A couple of weeks ago, Mitsuo Tanigami, a resident of Kobe, decided he wanted to see his kids. However, both his son, Naoya, and his daughter, Sayuri, are grown up and moved out of the house, so it wasn’t as simple as sauntering into the living room and giving them a fatherly pat on the head.

Naoya lives all the way in Tokyo, about halfway across the country from Kobe, so you might expect Mitsuo to hop on the Shinkansen and ride the bullet train for three hours to the capital.

But Mitsuo had a slightly longer ride…since he rode his bicycle from Kobe to Tokyo instead. He wound up riding roughly 600 kilometers (373 miles) over the course of nine days.

Based on his physically ambitious choice of transportation method and his kids already being self-sufficient adults, you might be imagining that Mitsuo became a father very early in life, and is still in his early 40s, or maybe even 30s, with his children being very recent college graduates. But nope – son Naoya is 61 years old, and dad Mitsuo is 89!

▼ This video, showing Mitsuo being interviewed at an art exhibit to which he contributed some sculptures, is from six years ago.

Mitsuo ran a photo studio until seven years ago, and about a year ago he bought an electric-assist bicycle for himself. Seeing Naoya continually challenge himself, often traveling overseas for his job, Mitsuo decided to take on a challenge too, which is how he got the idea to ride his bike all the way to Tokyo. Oh, and he did this without using GPS, Google Maps, or any other sort of digital pathfinding aids. Instead, he carried a paper map (1:200,000-scale), marking his route as he went in pencil. When he got lost, he’d ask for directions from parking lot attendants or other locals, who’d direct him to landmarks so that he could get back on course.
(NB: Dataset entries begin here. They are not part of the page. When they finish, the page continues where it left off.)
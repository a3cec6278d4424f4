use std::sync::Arc;

use smallvec::SmallVec;

use crate::{
    assets::image::PreparedImage,
    foundation::core::{Placement, Rgba8},
    sprite::player::SpriteAnimation,
};

/// Stable handle of a top-level scene node.
#[derive(Clone, Copy, Debug, PartialEq, Eq, Hash, PartialOrd, Ord)]
pub struct NodeId(pub(crate) u32);

impl NodeId {
    /// Construct a handle from a raw slot index.
    pub fn from_index(index: usize) -> Self {
        Self(index as u32)
    }

    /// Raw slot index.
    pub fn index(self) -> usize {
        self.0 as usize
    }
}

/// Fill and stroke of a vector primitive.
#[derive(Clone, Debug, PartialEq)]
pub struct Paint {
    /// Fill color; `None` paints no interior.
    pub fill: Option<Rgba8>,
    /// Stroke color; `None` paints no outline.
    pub stroke: Option<Rgba8>,
    /// Stroke width in local units.
    pub stroke_width: f64,
    /// Alternating on/off lengths along the outline; empty means solid.
    pub dash: SmallVec<[f64; 16]>,
}

impl Default for Paint {
    fn default() -> Self {
        Self {
            fill: None,
            stroke: None,
            stroke_width: 1.0,
            dash: SmallVec::new(),
        }
    }
}

/// Horizontal text alignment inside the text box.
#[derive(Clone, Copy, Debug, Default, PartialEq, Eq)]
pub enum TextAlign {
    /// Flush left.
    #[default]
    Left,
    /// Centered.
    Center,
    /// Flush right.
    Right,
}

/// Text styling.
#[derive(Clone, Debug, PartialEq)]
pub struct TextStyle {
    /// Requested family; falls back to the default font when unknown.
    pub font_family: String,
    /// Font size in px.
    pub font_size: f64,
    /// Glyph color.
    pub fill: Rgba8,
    /// Box background, if any.
    pub background: Option<Rgba8>,
    /// Line alignment.
    pub align: TextAlign,
    /// Wrap at the stored box width (`textbox`) instead of growing with the text.
    pub wrap: bool,
}

impl Default for TextStyle {
    fn default() -> Self {
        Self {
            font_family: String::new(),
            font_size: 40.0,
            fill: Rgba8::BLACK,
            background: None,
            align: TextAlign::Left,
            wrap: false,
        }
    }
}

/// What an image node currently displays.
#[derive(Clone, Debug, Default)]
pub enum ImageContent {
    /// Nothing decoded yet.
    #[default]
    Pending,
    /// A static raster.
    Static(Arc<PreparedImage>),
    /// A sprite strip animation.
    Sprite(SpriteAnimation),
    /// The last load failed and nothing was decoded before.
    Failed,
}

/// Image primitive state including in-flight loads.
#[derive(Clone, Debug, Default)]
pub struct ImageNode {
    /// Source of the displayed content.
    pub source: String,
    /// Displayed content.
    pub content: ImageContent,
    /// Ticket of the load that will define the content.
    pub ticket: Option<u64>,
    /// Source requested by `ticket`.
    pub pending_source: Option<String>,
    /// Ticket of a placeholder preview shown until `ticket` resolves.
    pub preview_ticket: Option<u64>,
}

impl ImageNode {
    /// Unloaded image referencing `source`.
    pub fn new(source: impl Into<String>) -> Self {
        Self {
            source: source.into(),
            ..Self::default()
        }
    }

    /// True while a load is outstanding.
    pub fn is_pending(&self) -> bool {
        self.ticket.is_some() || self.preview_ticket.is_some()
    }

    /// Intrinsic size of the displayed content.
    pub fn natural_size(&self) -> Option<(u32, u32)> {
        match &self.content {
            ImageContent::Static(img) => Some((img.width, img.height)),
            ImageContent::Sprite(anim) => {
                Some((anim.artifact.frame_width, anim.artifact.frame_height))
            }
            ImageContent::Pending | ImageContent::Failed => None,
        }
    }
}

/// Primitive-specific payload.
#[derive(Clone, Debug)]
pub enum NodeKind {
    /// Rectangle filling the placement box.
    Rect {
        /// Corner radius x.
        rx: f64,
        /// Corner radius y.
        ry: f64,
    },
    /// Circle or arc centered in a `2r x 2r` box; angles in degrees, clockwise from +x.
    Circle {
        /// Radius.
        radius: f64,
        /// Arc start.
        start_angle: f64,
        /// Arc end.
        end_angle: f64,
    },
    /// Text run.
    Text {
        /// Displayed string.
        text: String,
        /// Styling.
        style: TextStyle,
    },
    /// Raster or sprite image.
    Image(ImageNode),
    /// Children positioned relative to the group's center.
    Group {
        /// Child primitives in paint order.
        children: Vec<Node>,
    },
}

/// One visual primitive.
#[derive(Clone, Debug)]
pub struct Node {
    /// Optional editor name.
    pub name: Option<String>,
    /// Position, size and transform.
    pub placement: Placement,
    /// Fill/stroke for vector kinds.
    pub paint: Paint,
    /// Kind-specific payload.
    pub kind: NodeKind,
}

impl Node {
    /// Node of `kind` with default paint.
    pub fn new(kind: NodeKind, placement: Placement) -> Self {
        Self {
            name: None,
            placement,
            paint: Paint::default(),
            kind,
        }
    }

    /// Group children, if this is a group.
    pub fn children(&self) -> Option<&[Node]> {
        match &self.kind {
            NodeKind::Group { children } => Some(children),
            _ => None,
        }
    }

    /// Mutable group children, if this is a group.
    pub fn children_mut(&mut self) -> Option<&mut Vec<Node>> {
        match &mut self.kind {
            NodeKind::Group { children } => Some(children),
            _ => None,
        }
    }

    /// Image state, if this is an image.
    pub fn image(&self) -> Option<&ImageNode> {
        match &self.kind {
            NodeKind::Image(img) => Some(img),
            _ => None,
        }
    }

    /// Mutable image state, if this is an image.
    pub fn image_mut(&mut self) -> Option<&mut ImageNode> {
        match &mut self.kind {
            NodeKind::Image(img) => Some(img),
            _ => None,
        }
    }

    /// Displayed text, if this is a text node.
    pub fn text(&self) -> Option<&str> {
        match &self.kind {
            NodeKind::Text { text, .. } => Some(text),
            _ => None,
        }
    }

    /// Short kind label for logs and errors.
    pub fn kind_name(&self) -> &'static str {
        match self.kind {
            NodeKind::Rect { .. } => "rect",
            NodeKind::Circle { .. } => "circle",
            NodeKind::Text { .. } => "text",
            NodeKind::Image(_) => "image",
            NodeKind::Group { .. } => "group",
        }
    }
}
Setting out early on the morning of March 17, Mitsuo made it all the way to Takatsuki City in Osaka Prefecture on his first day.

▼ Kobe to Takatsuki

From there, he kept pedaling towards Tokyo, passing by sites such as Lake Biwa and Mt. Fuji. Along the way, he’d spend the night at hotels or inns along his route, but that doesn’t mean he had an easy trip. Mitsuo’s journey coincided with heavy rains and strong winds in the parts of Japan he was passing through, and he estimates that he fell from his bike around 20 times before arriving in Tokyo.

Still, he kept making progress. On the third day, he reached the town of Fuso in Aichi Prefecture, where Sayuri lives. He spent two days with her at her house, and also paused for one full day of rest elsewhere en route to Tokyo. Again, though, this doesn’t mean that Mitsuo was pedaling the path of least resistance, as his route through Kanagawa Prefecture, Tokyo’s neighbor to the south, took him through the steep mountain passes of Hakone.
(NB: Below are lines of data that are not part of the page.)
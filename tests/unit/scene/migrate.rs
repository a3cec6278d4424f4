use super::*;

fn doc(objects: &str) -> SceneDocument {
    SceneDocument::from_json_str(&format!(
        r#"{{"shape":"rect","width":100,"height":100,"canvasJSON":{{"objects":{objects}}}}}"#
    ))
    .unwrap()
}

#[test]
fn weather_icon_source_is_recomputed_from_code() {
    let mut d = doc(
        r#"[{"type":"image","src":"file:///C:/old/app/weather/02d.png",
             "data":{"sensor":"weather","attribute":"icon","showType":"Image","value":"02d"}}]"#,
    );
    assert_eq!(migrate_document(&mut d), 1);
    let obj = &d.canvas_json.as_ref().unwrap().objects[0];
    assert_eq!(obj.src.as_deref(), Some("./weathericon/02d.png"));
    assert_eq!(migrate_document(&mut d), 0);
}

#[test]
fn other_nodes_are_untouched() {
    let mut d = doc(
        r#"[{"type":"image","src":"a.png","data":{"sensor":"cpu","attribute":"icon","showType":"Image","value":"02d"}},
            {"type":"image","src":"b.png","data":{"sensor":"weather","attribute":"text","showType":"Text","value":"02d"}},
            {"type":"rect"}]"#,
    );
    assert_eq!(migrate_document(&mut d), 0);
    let objs = &d.canvas_json.as_ref().unwrap().objects;
    assert_eq!(objs[0].src.as_deref(), Some("a.png"));
    assert_eq!(objs[1].src.as_deref(), Some("b.png"));
}

#[test]
fn unknown_codes_keep_the_stored_source() {
    let mut d = doc(
        r#"[{"type":"image","src":"keep.png","data":{"sensor":"weather","attribute":"icon","showType":"Image","value":"zz"}}]"#,
    );
    assert_eq!(migrate_document(&mut d), 0);
    assert_eq!(
        d.canvas_json.unwrap().objects[0].src.as_deref(),
        Some("keep.png")
    );
}

#[test]
fn documents_without_scene_are_noops() {
    let mut d = SceneDocument::default();
    assert_eq!(migrate_document(&mut d), 0);
}
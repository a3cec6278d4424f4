use super::*;

#[test]
fn premul_matches_rounding_rule() {
    let c = Rgba8::rgba(100, 50, 200, 128);
    assert_eq!(
        c.to_premul(),
        [
            ((100u16 * 128 + 127) / 255) as u8,
            ((50u16 * 128 + 127) / 255) as u8,
            ((200u16 * 128 + 127) / 255) as u8,
            128
        ]
    );
    assert_eq!(Rgba8::WHITE.to_premul(), [255, 255, 255, 255]);
}

#[test]
fn default_placement_is_identity() {
    let p = Placement::default();
    assert_eq!(p.to_affine(), Affine::IDENTITY);
}

#[test]
fn center_origin_pivots_around_the_box_center() {
    let p = Placement {
        left: 50.0,
        top: 40.0,
        width: 20.0,
        height: 10.0,
        origin_x: OriginX::Center,
        origin_y: OriginY::Center,
        ..Placement::default()
    };
    let b = p.bounds();
    assert!((b.x0 - 40.0).abs() < 1e-9);
    assert!((b.y0 - 35.0).abs() < 1e-9);
    assert!((b.x1 - 60.0).abs() < 1e-9);
    assert!((b.y1 - 45.0).abs() < 1e-9);
}

#[test]
fn scale_applies_before_translation() {
    let p = Placement {
        left: 10.0,
        top: 10.0,
        width: 4.0,
        height: 4.0,
        scale_x: 2.0,
        scale_y: 3.0,
        ..Placement::default()
    };
    let b = p.bounds();
    assert!((b.width() - 8.0).abs() < 1e-9);
    assert!((b.height() - 12.0).abs() < 1e-9);
    assert_eq!(p.scaled_size(), (8.0, 12.0));
}

#[test]
fn opacity_scales_alpha() {
    assert_eq!(Rgba8::WHITE.with_opacity(0.5).a, 128);
    assert_eq!(Rgba8::WHITE.with_opacity(2.0).a, 255);
}
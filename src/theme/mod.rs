//! Data model shared by the editor, the telemetry backend and the player.

/// Date/time sources and format tokens.
pub mod clock;
/// Weather icon table.
pub mod icons;
/// Bound item metadata and values.
pub mod item;
/// Localization.
pub mod locale;
/// Telemetry snapshots.
pub mod snapshot;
Finally, on March 25, Mitsuo made it to Tokyo. Though he’d been navigating by paper map, Mitsuo did have a smartphone on him so that Naoya could track his progress, and he came out to the street to greet his octogenarian dad as he pulled up on his bike. “It was a tough experience, but I’m happy that I was able to make my son happy,” said Mitsuo at the end of his journey.
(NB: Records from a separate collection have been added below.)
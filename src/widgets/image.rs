use crate::{
    foundation::error::{ThemeError, ThemeResult},
    scene::node::Node,
    theme::{
        icons::weather_icon_path,
        item::{ItemValue, ThemeItem},
    },
    widgets::WidgetUpdate,
};

/// Image source for a bound value: weather icon codes go through the icon table, everything
/// else is used as the source directly. `None` when nothing can be resolved.
pub fn resolve_image_source(item: &ThemeItem, value: &ItemValue) -> Option<String> {
    if item.is_weather_icon() {
        let code = value.to_display();
        let path = weather_icon_path(&code);
        if path.is_none() {
            tracing::warn!(code = %code, "unknown weather icon code");
        }
        return path.map(str::to_owned);
    }
    Some(value.to_display()).filter(|s| !s.trim().is_empty())
}

/// Request a swap to `source` unless it is already shown or already loading.
pub fn update_image(node: &Node, source: String) -> ThemeResult<WidgetUpdate> {
    let kind = node.kind_name();
    let img = node.image().ok_or_else(|| {
        ThemeError::invalid_scene(format!("image widget bound to a {kind} node"))
    })?;
    match img.pending_source.as_deref() {
        Some(pending) if pending == source => Ok(WidgetUpdate::Pending),
        None if img.source == source => Ok(WidgetUpdate::Unchanged),
        _ => Ok(WidgetUpdate::Load {
            animated: false,
            source,
        }),
    }
}

/// Like [`update_image`], rebuilding the source as a sprite animation.
pub fn update_animated_image(node: &Node, source: String) -> ThemeResult<WidgetUpdate> {
    Ok(match update_image(node, source)? {
        WidgetUpdate::Load { source, .. } => WidgetUpdate::Load {
            source,
            animated: true,
        },
        other => other,
    })
}

#[cfg(test)]
#[path = "../../tests/unit/widgets/image.rs"]
mod tests;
During his stay with Naoya, the father and son took in the local sites and, yes, went for bike rides together. However, Mitsuo opted to take an easier route home, apparently either by train or plane, and so he left his bike at his son’s place in Tokyo. He hasn’t asked Naoya to ship it to him, though, and instead says he plans to come pick it up this summer and ride it back to Kobe.